### Provided data
*** Begin section ***
#[cfg(test)]
mod tests {
    use super::*;
    use crate::seed;
    use axum::body::{to_bytes, Body};
    use axum::http::{Request, StatusCode};
    use tower::util::ServiceExt;

    async fn create_test_app() -> Router {
        let store = Arc::new(ConnectStore::in_memory().await.unwrap());
        seed::initialize(&store, true).await.unwrap();
        create_router(AppState::new(store))
    }

    async fn body_json(response: axum::response::Response) -> Value {
        let bytes = to_bytes(response.into_body(), usize::MAX).await.unwrap();
        serde_json::from_slice(&bytes).unwrap()
    }

    fn post_json(uri: &str, body: Value) -> Request<Body> {
        Request::builder()
            .method("POST")
            .uri(uri)
            .header("content-type", "application/json")
            .body(Body::from(body.to_string()))
            .unwrap()
    }

    #[tokio::test]
    async fn test_health_endpoint() {
        let app = create_test_app().await;

        let response = app
            .oneshot(
                Request::builder()
                    .uri("/health")
                    .body(Body::empty())
                    .unwrap(),
            )
            .await
            .unwrap();

        assert_eq!(response.status(), StatusCode::OK);
        let body = body_json(response).await;
        assert_eq!(body["status"], "healthy");
        assert_eq!(body["rows"]["volunteer"], 8);
    }

    #[tokio::test]
    async fn test_register_and_fetch_volunteer() {
        let app = create_test_app().await;

        let response = app
            .clone()
            .oneshot(post_json(
                "/v1/volunteers",
                json!({
                    "first_name": "Noah",
                    "last_name": "Lee",
                    "date_of_birth": "1994-04-04",
                    "email": "noah.lee@example.com",
                    "phone": "0411222333",
                    "address": "1 Test St, Sydney NSW 2000",
                    "skills": [{"skill_id": 1, "proficiency_level": "Advanced", "years_experience": 3}],
                    "event_ids": [6]
                }),
            ))
            .await
            .unwrap();
        assert_eq!(response.status(), StatusCode::CREATED);
        let id = body_json(response).await["data"]["id"].as_i64().unwrap();

        let response = app
            .oneshot(
                Request::builder()
                    .uri(format!("/v1/volunteers/{}", id))
                    .body(Body::empty())
                    .unwrap(),
            )
            .await
            .unwrap();
        assert_eq!(response.status(), StatusCode::OK);
        let body = body_json(response).await;
        assert_eq!(body["data"]["email"], "noah.lee@example.com");
    }

    #[tokio::test]
    async fn test_duplicate_email_is_conflict() {
        let app = create_test_app().await;
        let response = app
            .oneshot(post_json(
                "/v1/volunteers",
                json!({
                    "first_name": "Amy",
                    "last_name": "Nguyen",
                    "date_of_birth": "1990-01-01",
                    "email": "amelia.nguyen@example.com",
                    "phone": "0411222333",
                    "address": "Sydney"
                }),
            ))
            .await
            .unwrap();

        assert_eq!(response.status(), StatusCode::CONFLICT);
        let body = body_json(response).await;
        assert_eq!(body["success"], false);
        assert_eq!(body["error"]["code"], "DUPLICATE_EMAIL");
    }

    #[tokio::test]
    async fn test_search_orders_results() {
        let app = create_test_app().await;
        let response = app
            .oneshot(
                Request::builder()
                    .uri("/v1/volunteers/search?skill=First%20Aid")
                    .body(Body::empty())
                    .unwrap(),
            )
            .await
            .unwrap();
        assert_eq!(response.status(), StatusCode::OK);

        let body = body_json(response).await;
        assert_eq!(body["data"][0]["proficiency_level"], "Expert");
        assert_eq!(body["data"][0]["years_experience"], 8);
        assert_eq!(body["data"][1]["proficiency_level"], "Advanced");
        assert_eq!(body["data"][1]["years_experience"], 10);
    }

    #[tokio::test]
    async fn test_full_event_rejects_registration() {
        let app = create_test_app().await;
        // event 5 holds two volunteers and is already full
        let response = app
            .oneshot(post_json(
                "/v1/events/5/registrations",
                json!({ "volunteer_id": 8 }),
            ))
            .await
            .unwrap();
        assert_eq!(response.status(), StatusCode::CONFLICT);
        assert_eq!(body_json(response).await["error"]["code"], "CAPACITY_EXCEEDED");
    }

    #[tokio::test]
    async fn test_unknown_category_is_invalid_argument() {
        let app = create_test_app().await;
        let response = app
            .oneshot(post_json(
                "/v1/skills",
                json!({ "skill_name": "Juggling", "skill_category": "Circus" }),
            ))
            .await
            .unwrap();

        assert_eq!(response.status(), StatusCode::BAD_REQUEST);
        let body = body_json(response).await;
        assert_eq!(body["success"], false);
        assert_eq!(body["error"]["code"], "INVALID_ARGUMENT");
    }

    #[tokio::test]
    async fn test_malformed_requests_use_error_body() {
        let app = create_test_app().await;

        let broken_json = Request::builder()
            .method("POST")
            .uri("/v1/organisations")
            .header("content-type", "application/json")
            .body(Body::from("{\"org_name\": "))
            .unwrap();
        let bad_id = Request::builder()
            .uri("/v1/volunteers/abc")
            .body(Body::empty())
            .unwrap();
        let missing_param = Request::builder()
            .uri("/v1/volunteers/search")
            .body(Body::empty())
            .unwrap();

        for request in [broken_json, bad_id, missing_param] {
            let response = app.clone().oneshot(request).await.unwrap();
            assert_eq!(response.status(), StatusCode::BAD_REQUEST);
            assert_eq!(body_json(response).await["error"]["code"], "INVALID_ARGUMENT");
        }
    }

    #[tokio::test]
    async fn test_unknown_event_is_not_found() {
        let app = create_test_app().await;
        let response = app
            .oneshot(
                Request::builder()
                    .uri("/v1/events/999")
                    .body(Body::empty())
                    .unwrap(),
            )
            .await
            .unwrap();
        assert_eq!(response.status(), StatusCode::NOT_FOUND);
    }

    #[tokio::test]
    async fn test_event_statistics_report() {
        let app = create_test_app().await;
        let response = app
            .oneshot(
                Request::builder()
                    .uri("/v1/reports/event-statistics")
                    .body(Body::empty())
                    .unwrap(),
            )
            .await
            .unwrap();
        assert_eq!(response.status(), StatusCode::OK);

        let body = body_json(response).await;
        let rows = body["data"].as_array().unwrap();
        assert_eq!(rows.len(), 6);
        let sweep = rows
            .iter()
            .find(|r| r["event_name"] == "Spring Harbour Sweep")
            .unwrap();
        assert_eq!(sweep["volunteer_count"], 0);
        assert_eq!(sweep["occupancy"], "Empty");
    }
}
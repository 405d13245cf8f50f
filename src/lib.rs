//! # Community Connect
//!
//! A registry of volunteers, community organisations, skills and events,
//! with transactional writes and analytical queries over one SQLite file.
//!
//! ## Core Components
//!
//! - **Connect-Store** (`db`): writer and reader connections, scoped transactions
//! - **Schema** (`schema`, `seed`): table definitions, initialisation, sample data
//! - **Model** (`model`, `validate`): rows, closed enumerations, boundary checks
//! - **Writes** (`crud`, `integrity`, `writes`): atomic mutations with capacity control
//! - **Queries** (`queries`): skill search, rosters, statistics and reports
//! - **Connect-API** (`api`): Axum router exposing everything as JSON

pub mod api;
pub mod crud;
pub mod db;
pub mod error;
pub mod integrity;
pub mod model;
pub mod queries;
pub mod schema;
pub mod seed;
pub mod validate;
pub mod writes;

pub use error::{ConnectError, ConnectResult};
*** End section ***
Exactly the lines from the one containing "repository 405d13245cf8f50f" through the last line of the material above are to be returned, with nothing else.

### Task response
repository 405d13245cf8f50f
filename src/lib.rs
//! # Community Connect
//!
//! A registry of volunteers, community organisations, skills and events,
//! with transactional writes and analytical queries over one SQLite file.
//!
//! ## Core Components
//!
//! - **Connect-Store** (`db`): writer and reader connections, scoped transactions
//! - **Schema** (`schema`, `seed`): table definitions, initialisation, sample data
//! - **Model** (`model`, `validate`): rows, closed enumerations, boundary checks
//! - **Writes** (`crud`, `integrity`, `writes`): atomic mutations with capacity control
//! - **Queries** (`queries`): skill search, rosters, statistics and reports
//! - **Connect-API** (`api`): Axum router exposing everything as JSON

pub mod api;
pub mod crud;
pub mod db;
pub mod error;
pub mod integrity;
pub mod model;
pub mod queries;
pub mod schema;
pub mod seed;
pub mod validate;
pub mod writes;

pub use error::{ConnectError, ConnectResult};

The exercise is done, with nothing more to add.